PRELIMINARY STATEMENTS:
(1) The Borrowers, the Lenders, the Issuing Banks, the Co-Agents and
the Administrative Agent have entered into a Second Amended and Restated Credit
Agreement dated as of January 29, 1998, as amended from time to time (as so
amended, the "Credit Agreement"). Unless otherwise defined herein, the terms
defined in the Credit Agreement shall be used herein as therein defined.
(2) The Borrowers and the Lenders have agreed to amend the Credit
agreement as hereinafter set forth.
SECTION 1. AMENDMENTS TO CREDIT AGREEMENT. The Credit Agreement is,
effective as of the date hereof and subject to the satisfaction of the
conditions precedent set forth in Section 2 hereof, hereby amended as follows:
(a) The definition of "Applicable Fixed Rate Margin" set forth in
Section 1.01 of the Credit Agreement is amended by deleting such definition in
its entirety and substituting therefor the following:
"`APPLICABLE FIXED RATE MARGIN' means a rate equal to 3.50% per annum.
(b) The definition of "Applicable Floating Rate Margin" set forth in
Section 1.01 of the Credit Agreement is amended by deleting such definition in
its entirety and substituting therefor the following:
"`APPLICABLE FLOATING RATE MARGIN' means a rate equal to 2.50% per
annum."
(c) The definition of "EBITDA" set forth in Section 1.01 of the Credit
Agreement is amended by deleting such definition in its entirety and
substituting therefor the following:
"`EBITDA' means, for any Financial Covenant Period, for Xxxxx Karan
International and its Subsidiaries on a consolidated basis (i) the sum
of the amounts for such period of (A) Net Income, (B) depreciation and
amortization expense, (C) interest expense, (D) federal, state, local
and foreign income taxes and (E) unusual expense associated with the
write-off of the capitalized portion of financing costs; MINUS (ii)

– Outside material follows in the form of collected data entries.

#![deny(missing_docs)]
#![warn(clippy::all, clippy::pedantic)]
#![doc = include_str!("../README.md")]

mod atomic;
pub use atomic::{Atomic, AtomicRcptr, AtomicWeakRcptr};

mod cast;
pub use cast::AsAny;

mod descriptor;
pub use descriptor::{Disposer, DropInPlace};

mod marked_ptr;
pub use marked_ptr::MarkedPtr;

mod rcptr;
pub use rcptr::{RawParts, Rcptr};

mod rcref;
pub use rcref::Rcref;

mod weak;
pub use weak::WeakRcptr;

mod compare;
mod raw;
mod reclaim;

#[cfg(feature = "loom")]
mod maybe_std {
    pub(crate) use loom::sync::atomic::{fence, AtomicBool, AtomicPtr, AtomicUsize};
}

#[cfg(not(feature = "loom"))]
mod maybe_std {
    pub(crate) use std::sync::atomic::{fence, AtomicBool, AtomicPtr, AtomicUsize};
}

#[cfg(test)]
mod tests;
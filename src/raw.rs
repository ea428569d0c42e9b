use std::marker::PhantomData;
use std::mem;
use std::ptr::NonNull;

use super::descriptor::Descriptor;

pub mod ownership {
    //! The kind of reference a handle owns.

    use std::ptr::NonNull;

    use crate::descriptor::Descriptor;

    pub(crate) trait Kind {
        /// `true` if the handle keeps the value alive.
        const IS_STRONG: bool;

        /// Adds a reference of this kind; the caller owns one already.
        fn acquire(descriptor: &Descriptor);

        /// Tries to add a reference of this kind without owning one.
        ///
        /// Fails if no reference of this kind can be created anymore.
        fn try_acquire(descriptor: &Descriptor) -> bool;

        /// Drops a reference of this kind.
        ///
        /// Returns `true` if it was the last one.
        unsafe fn release(descriptor: NonNull<Descriptor>) -> bool;
    }

    /// A reference that keeps the value alive.
    pub struct Strong;

    impl Kind for Strong {
        const IS_STRONG: bool = true;

        #[inline]
        fn acquire(descriptor: &Descriptor) {
            descriptor.add_strong();
        }

        #[inline]
        fn try_acquire(descriptor: &Descriptor) -> bool {
            descriptor.try_upgrade()
        }

        #[inline]
        unsafe fn release(descriptor: NonNull<Descriptor>) -> bool {
            unsafe { Descriptor::release_strong(descriptor) }
        }
    }

    /// A reference that observes the value without keeping it alive.
    pub struct Weak;

    impl Kind for Weak {
        const IS_STRONG: bool = false;

        #[inline]
        fn acquire(descriptor: &Descriptor) {
            descriptor.add_weak();
        }

        #[inline]
        fn try_acquire(descriptor: &Descriptor) -> bool {
            descriptor.try_add_weak()
        }

        #[inline]
        unsafe fn release(descriptor: NonNull<Descriptor>) -> bool {
            unsafe { Descriptor::release_weak(descriptor) }
        }
    }
}

use ownership::{Kind, Strong, Weak};

/// [`RawHandle`] is the pair of pointers every handle type is built on.
///
/// A handle without a [`Descriptor`] refers to a value that is not reference counted, or to
/// nothing if the pointer to the value is also absent. A handle with a [`Descriptor`] owns one
/// reference of kind `K`.
pub(super) struct RawHandle<T: ?Sized, K: Kind> {
    ptr: Option<NonNull<T>>,
    descriptor: Option<NonNull<Descriptor>>,
    _phantom: PhantomData<(K, T)>,
}

impl<T: ?Sized, K: Kind> RawHandle<T, K> {
    /// Creates an empty [`RawHandle`].
    #[inline]
    pub(super) const fn empty() -> Self {
        Self {
            ptr: None,
            descriptor: None,
            _phantom: PhantomData,
        }
    }

    /// Takes over a reference without adding to the count.
    ///
    /// # Safety
    ///
    /// If `descriptor` is `Some`, the caller must transfer one reference of kind `K` to it, and
    /// `ptr` must stay valid as long as the value the descriptor manages.
    #[inline]
    pub(super) const unsafe fn from_parts(
        ptr: Option<NonNull<T>>,
        descriptor: Option<NonNull<Descriptor>>,
    ) -> Self {
        Self {
            ptr,
            descriptor,
            _phantom: PhantomData,
        }
    }

    /// Returns the pointer to the value.
    #[inline]
    pub(super) const fn ptr(&self) -> Option<NonNull<T>> {
        self.ptr
    }

    /// Returns the address of the value, or null.
    #[inline]
    pub(super) fn address(&self) -> *const () {
        self.ptr
            .map_or(std::ptr::null(), |p| p.as_ptr().cast_const().cast::<()>())
    }

    /// Returns a reference to the [`Descriptor`].
    #[inline]
    pub(super) fn descriptor(&self) -> Option<&Descriptor> {
        self.descriptor.map(|d| unsafe { d.as_ref() })
    }

    /// Returns `true` if the [`RawHandle`] does not point to anything.
    #[inline]
    pub(super) const fn is_empty(&self) -> bool {
        self.ptr.is_none()
    }

    /// Returns `true` if both point to the same value and share the same [`Descriptor`].
    #[inline]
    pub(super) fn is_same<U: ?Sized, L: Kind>(&self, other: &RawHandle<U, L>) -> bool {
        self.address() == other.address() && self.descriptor == other.descriptor
    }

    /// Creates another reference of the same kind.
    #[inline]
    pub(super) fn copy(&self) -> Self {
        if let Some(descriptor) = self.descriptor() {
            K::acquire(descriptor);
        }
        Self {
            ptr: self.ptr,
            descriptor: self.descriptor,
            _phantom: PhantomData,
        }
    }

    /// Makes `self` refer to what `other` refers to.
    ///
    /// The new reference is added before the old one is dropped, so assigning a handle to
    /// itself or to another handle sharing the descriptor never lets the count touch zero.
    #[inline]
    pub(super) fn assign(&mut self, other: &Self) {
        let mut copied = other.copy();
        mem::swap(self, &mut copied);
        drop(copied);
    }

    /// Drops the reference and empties the [`RawHandle`].
    ///
    /// Returns `true` if it was the last reference of its kind.
    #[inline]
    pub(super) fn release(&mut self) -> bool {
        self.ptr = None;
        if let Some(descriptor) = self.descriptor.take() {
            unsafe { K::release(descriptor) }
        } else {
            false
        }
    }

    /// Empties the [`RawHandle`] without dropping the reference.
    ///
    /// The returned pair is to be passed to [`RawHandle::from_parts`].
    #[inline]
    pub(super) fn disown(&mut self) -> (Option<NonNull<T>>, Option<NonNull<Descriptor>>) {
        (self.ptr.take(), self.descriptor.take())
    }

    /// Consumes the [`RawHandle`] without dropping the reference.
    #[inline]
    pub(super) fn into_parts(mut self) -> (Option<NonNull<T>>, Option<NonNull<Descriptor>>) {
        self.disown()
    }

    /// Creates a reference to `ptr` that shares the [`Descriptor`] of `self`.
    ///
    /// # Safety
    ///
    /// `ptr` must stay valid as long as the value `self` refers to.
    #[inline]
    pub(super) unsafe fn project<U: ?Sized>(&self, ptr: Option<NonNull<U>>) -> RawHandle<U, K> {
        let copied = self.copy();
        unsafe { copied.into_projected(ptr) }
    }

    /// Converts `self` into a reference to `ptr` sharing the same [`Descriptor`].
    ///
    /// # Safety
    ///
    /// `ptr` must stay valid as long as the value `self` refers to.
    #[inline]
    pub(super) unsafe fn into_projected<U: ?Sized>(
        self,
        ptr: Option<NonNull<U>>,
    ) -> RawHandle<U, K> {
        let (_, descriptor) = self.into_parts();
        if ptr.is_none() {
            // A reference to nothing must not keep anything alive.
            if let Some(descriptor) = descriptor {
                unsafe {
                    K::release(descriptor);
                }
            }
            return RawHandle::empty();
        }
        unsafe { RawHandle::from_parts(ptr, descriptor) }
    }
}

impl<T: ?Sized> RawHandle<T, Strong> {
    /// Creates a weak reference to the same value.
    #[inline]
    pub(super) fn downgrade(&self) -> RawHandle<T, Weak> {
        if let Some(descriptor) = self.descriptor() {
            descriptor.add_weak();
        }
        unsafe { RawHandle::from_parts(self.ptr, self.descriptor) }
    }

    /// Returns a mutable reference if `self` is the only reference to an owned value, and
    /// points to the value itself rather than to something the value refers to.
    #[inline]
    pub(super) fn get_mut(&mut self) -> Option<&mut T> {
        match (self.ptr, self.descriptor) {
            (Some(mut ptr), Some(descriptor))
                if Descriptor::is_unique(descriptor, self.address()) =>
            {
                Some(unsafe { ptr.as_mut() })
            }
            _ => None,
        }
    }

    /// Returns a shared reference to the value.
    #[inline]
    pub(super) fn as_ref(&self) -> Option<&T> {
        self.ptr.map(|p| unsafe { p.as_ref() })
    }
}

impl<T: ?Sized> RawHandle<T, Weak> {
    /// Tries to create a strong reference to the same value.
    ///
    /// A weak reference to a value that is not reference counted always succeeds.
    #[inline]
    pub(super) fn upgrade(&self) -> RawHandle<T, Strong> {
        match self.descriptor() {
            Some(descriptor) if !descriptor.try_upgrade() => RawHandle::empty(),
            _ => unsafe { RawHandle::from_parts(self.ptr, self.descriptor) },
        }
    }
}

impl<T: ?Sized, K: Kind> Drop for RawHandle<T, K> {
    #[inline]
    fn drop(&mut self) {
        self.release();
    }
}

gains from Asset Sales (but including expense reimbursements in
connection with Asset Sales closing in 1996); PLUS (iii) losses from
Asset Sales; MINUS (iv) extraordinary gains; MINUS (v) interest income;
MINUS (vi) any gain relating to the accumulated effect of any change in
accounting method; PLUS (vii) any loss relating to the accumulated
effect of any change in accounting method; PLUS (viii) any accrued and
unpaid royalties payable by Xxxxx Karan Studio to Gabrielle Studio for
the second, third and fourth fiscal quarters of Fiscal Year 2001; PLUS
(ix) any accrued and unpaid payments under the agreements described in
the Form 8-K filed by Xxxxx Karan International on July 16, 2001; PLUS
(x) any accrued and unpaid merger expenses incurred in Fiscal Year 2001
relating to the LVMH Acquisition, each item in clauses (i) through (x)
calculated in conformity with GAAP for such period."
(d) Paragraph (b) of Section 4.03 of the Credit Agreement is amended by
deleting such paragraph in its entirety and substituting therefor the following:
"(b) LETTER OF CREDIT FEE. In addition to any charges paid pursuant to
Section 2.03(f), the Borrowers jointly and severally agree to pay to
the Administrative Agent, for the account of the Lenders, a fee (the
"Letter of Credit Fee") equal to (i) one and seven eighths of one
percent (1.875%) per annum on the average undrawn face amount of each
outstanding Commercial Letter of Credit for the period of time such
Commercial Letter of Credit is outstanding, payable monthly in arrears
on the first Business Day of each month during such period and (ii) the
Applicable Fixed Rate Margin then in effect on the average undrawn face
amount of each outstanding Standby Letter of Credit for the period of
time such Standby Letter of Credit is outstanding, payable monthly in
arrears on the first Business Day of each month during such period;
provided, however, immediately upon the occurrence of an Event of
Default, and for as long thereafter as such Event of Default shall be
continuing, the Letter of Credit Fee shall be equal to two percent (2%)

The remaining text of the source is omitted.